The title says it all.  Some friends/investors and I are trying to do this thing for real.  You may have noticed (or maybe you didn’t, haha) that this site has been set to private for a week or so.  During that time I’ve been deciding what to do with this blog.  It didn’t make sense to me to keep it going as I start testing recipes for the new brewery, and that’s what my goal is for every batch of beer I brew this year.  I figured it wouldn’t be very interesting to read a homebrew blog without any actual recipes being published.

The thing is, I didn’t want to take this down.  I did delete a few posts that were recipes that I may use eventually, or I at least edited exact amounts out, but the article people read most was my yeast comparison.  I figured why take that down?

I’ve put a lot of work into this blog over the years, and while it doesn’t make sense for me to continue it for the time being, I couldn’t just take it down altogether.  Most of the posts are still up in their entirety.  About 5 or 6 were removed or edited, but a lot of useful info to homebrewers is still here.

I hope you guys still enjoy reading what’s here, and please wish me luck going forward.  It’s been a lot of fun writing this for you guys, and I hope you’ve enjoyed reading it.  I’ll be sure to post an update eventually with the new brewery info, it very likely won’t be White Pointer.

Cheers,

Eric

My 2016 Homebrewing Year in Review

First off, let me say thank you to everyone who reads this thing.  When I started this blog a couple years ago, I was excited when I got up to 30 page views in a day.  While I’m certainly nowhere near the level of some of the other blogs I read, the fact that more and more people are reading this and even commenting makes me feel like it is worth doing.  So again, thanks for reading!

This was a crazy year for me on a personal level.  Relationships and friendships ended while others began.  I had several different residences over the course of the year.  One thing that kept me level was brewing.  Special thanks to my friend Jason for allowing me to move in with him while I got back on my feet and for letting me turn his garage into my brewery.  We had a ton of fun having friends over to share some good beer with us while we made more.

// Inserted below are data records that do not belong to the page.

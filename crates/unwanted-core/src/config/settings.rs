//! Tool settings
//!
//! These control where policy files are searched for and where the
//! installed extension set is read from. They are not part of the policy.

use camino::Utf8PathBuf;
use serde::{Deserialize, Serialize};

/// Complete tool settings
#[derive(Debug, Clone, Default, PartialEq, Eq, Serialize, Deserialize)]
#[serde(rename_all = "kebab-case")]
pub struct Settings {
    /// Policy file discovery
    #[serde(default)]
    pub discovery: DiscoverySettings,

    /// Installed extension source
    #[serde(default)]
    pub installed: InstalledSettings,

    /// Persistent state
    #[serde(default)]
    pub state: StateSettings,

    /// Display and output settings
    #[serde(default)]
    pub display: DisplaySettings,
}

/// Which files count as policy fragments
#[derive(Debug, Clone, PartialEq, Eq, Serialize, Deserialize)]
#[serde(rename_all = "kebab-case")]
pub struct DiscoverySettings {
    /// Glob patterns, relative to the workspace root
    #[serde(default = "default_include")]
    pub include: Vec<String>,

    /// Glob patterns to skip
    #[serde(default = "default_exclude")]
    pub exclude: Vec<String>,

    /// Maximum directory depth below the workspace root
    #[serde(default = "default_max_depth")]
    pub max_depth: usize,

    /// Pick up `*.code-workspace` files in the workspace root
    #[serde(default = "default_workspace_files")]
    pub workspace_files: bool,
}

impl Default for DiscoverySettings {
    fn default() -> Self {
        Self {
            include: default_include(),
            exclude: default_exclude(),
            max_depth: default_max_depth(),
            workspace_files: default_workspace_files(),
        }
    }
}

#[derive(Debug, Clone, Default, PartialEq, Eq, Serialize, Deserialize)]
#[serde(rename_all = "kebab-case")]
pub struct InstalledSettings {
    /// Editor extensions directory; `~/.vscode/extensions` when unset
    #[serde(default)]
    pub extensions_dir: Option<Utf8PathBuf>,

    /// Extension ids disabled in the editor; the extensions directory does not record them
    #[serde(default)]
    pub disabled: Vec<String>,
}

#[derive(Debug, Clone, Default, PartialEq, Eq, Serialize, Deserialize)]
#[serde(rename_all = "kebab-case")]
pub struct StateSettings {
    /// State file; `~/.unwanted/state.json` when unset
    #[serde(default)]
    pub file: Option<Utf8PathBuf>,
}

#[derive(Debug, Clone, PartialEq, Eq, Serialize, Deserialize)]
#[serde(rename_all = "kebab-case")]
pub struct DisplaySettings {
    /// Enable colored output
    #[serde(default = "default_color_enabled")]
    pub color_enabled: bool,

    /// Enable verbose output by default
    #[serde(default)]
    pub verbose: bool,
}

impl Default for DisplaySettings {
    fn default() -> Self {
        Self {
            color_enabled: default_color_enabled(),
            verbose: false,
        }
    }
}

fn default_include() -> Vec<String> {
    vec![
        "**/.vscode/extensions*.json".to_string(),
        "**/.vscode/extensions*.jsonc".to_string(),
    ]
}
fn default_exclude() -> Vec<String> {
    vec!["**/node_modules/**".to_string()]
}
fn default_max_depth() -> usize {
    12
}
fn default_workspace_files() -> bool {
    true
}
fn default_color_enabled() -> bool {
    true
}

#[cfg(test)]
mod tests {
    use super::*;

    #[test]
    fn test_settings_defaults() {
        let settings = Settings::default();
        assert_eq!(settings.discovery.include.len(), 2);
        assert_eq!(settings.discovery.exclude, vec!["**/node_modules/**"]);
        assert_eq!(settings.discovery.max_depth, 12);
        assert!(settings.discovery.workspace_files);
        assert!(settings.installed.extensions_dir.is_none());
        assert!(settings.display.color_enabled);
        assert!(!settings.display.verbose);
    }

    #[test]
    fn test_partial_yaml_keeps_defaults() {
        let settings: Settings = serde_yaml_ng::from_str("discovery:\n  max-depth: 3\n").unwrap();
        assert_eq!(settings.discovery.max_depth, 3);
        assert_eq!(settings.discovery.exclude, vec!["**/node_modules/**"]);
        assert!(settings.display.color_enabled);
    }
}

This was by far the most productive year I’ve had in brewing beer.  While I continued honing my craft with hoppy New England style beers, I also found time to mix it up, taking on styles that I had never attempted including my first sour ales.  I had 19 batches brewed in total!  With that in mind, here are my five favorite beers of 2016 in no particular order.

2016 TOP FIVE BEERS:

 Wake Up Aurora – My Imperial stout with coffee, vanilla, and maple

White Death V7 – My main New England Style DIPA.  The recipe is 99% there!

Murky Waters Mango Shake – DIPA brewed with lactose, vanilla, and a ton of mango

Slow Dance – Wild ale aged on oak with wildflower honey

Serrated Summer Ale V3 – A hoppy blonde ale perfect for hot summer days

Honorable Mention:  ISO: Whalez Bro! 2016 – Coffee maple Imperial Stout aged on oak and bourbon.  I’d put this higher, but this beer was a huge pain in my ass!

2016 Needs Improvement:  There weren’t many I wasn’t very pleased with, but here they are!

Hop Harvest IPA 2016 – Just not enough flavor from the fresh hops came through

Juleol 2016 – A Norwegian spiced Christmas ale that I got the spice balance wrong on

Blitzen’d – I think the beer needed a bit more hop flavor, and I think I pushed the yeast generation too long on this Christmas IPA.  A good beer here, I just know I could do better!

House Blend Brown – A coffee brown ale that was a solid beer, but it would have benefited from a fuller, smoother body

 

Next, lets take a look at my 2016 goals and how I did!

My 2016 Goals:

  • Use Maple in a beer.  Done!  Both my Wake Up Aurora and ISO: Whalez Bro! used all natural maple extract.  Sure, its not maple syrup, but it was much more cost effective and easy to work with.  Read the post for Wake Up Aurora to learn why I used extract rather than maple syrup.
  • Finally finalize my White Death Recipe!  Almost.  I brewed this beer twice this year and it’s so damn close to being as perfect as I can make it.  The version 7 linked above was 99% there.  A couple tweaks to the hop bill and its done.
  • Brew another Lager.  Done!  Done twice as a matter of fact.  I brewed an Oktoberfest lager again, and Haifisch, a Munich Helles for the first time.
  • Brew a Brown Ale.  Done, although I can brew a better example of the style.  My House Blend Brown, as detailed above, could use a fuller body and maltiness.
  • Brew a Belgian Quad. Nope, and honestly my desire to do this one has faded so it will likely remain unfulfilled.

My Goals for 2017:

  • Finalize White Death:  This will get done
  • Develop a list of two hop House IPAs:  I’m going to call this my Shark Series.  I plan on keeping the malt bill the same, but changing the hops up.
  • Do a fruited sour and use wine:  I’d like to age a sour on oak with some wine added to simulate wine barrels.
  •  Use coconut in a stout:  I’m thinking this may happen in my next ISO: WHalez Bro!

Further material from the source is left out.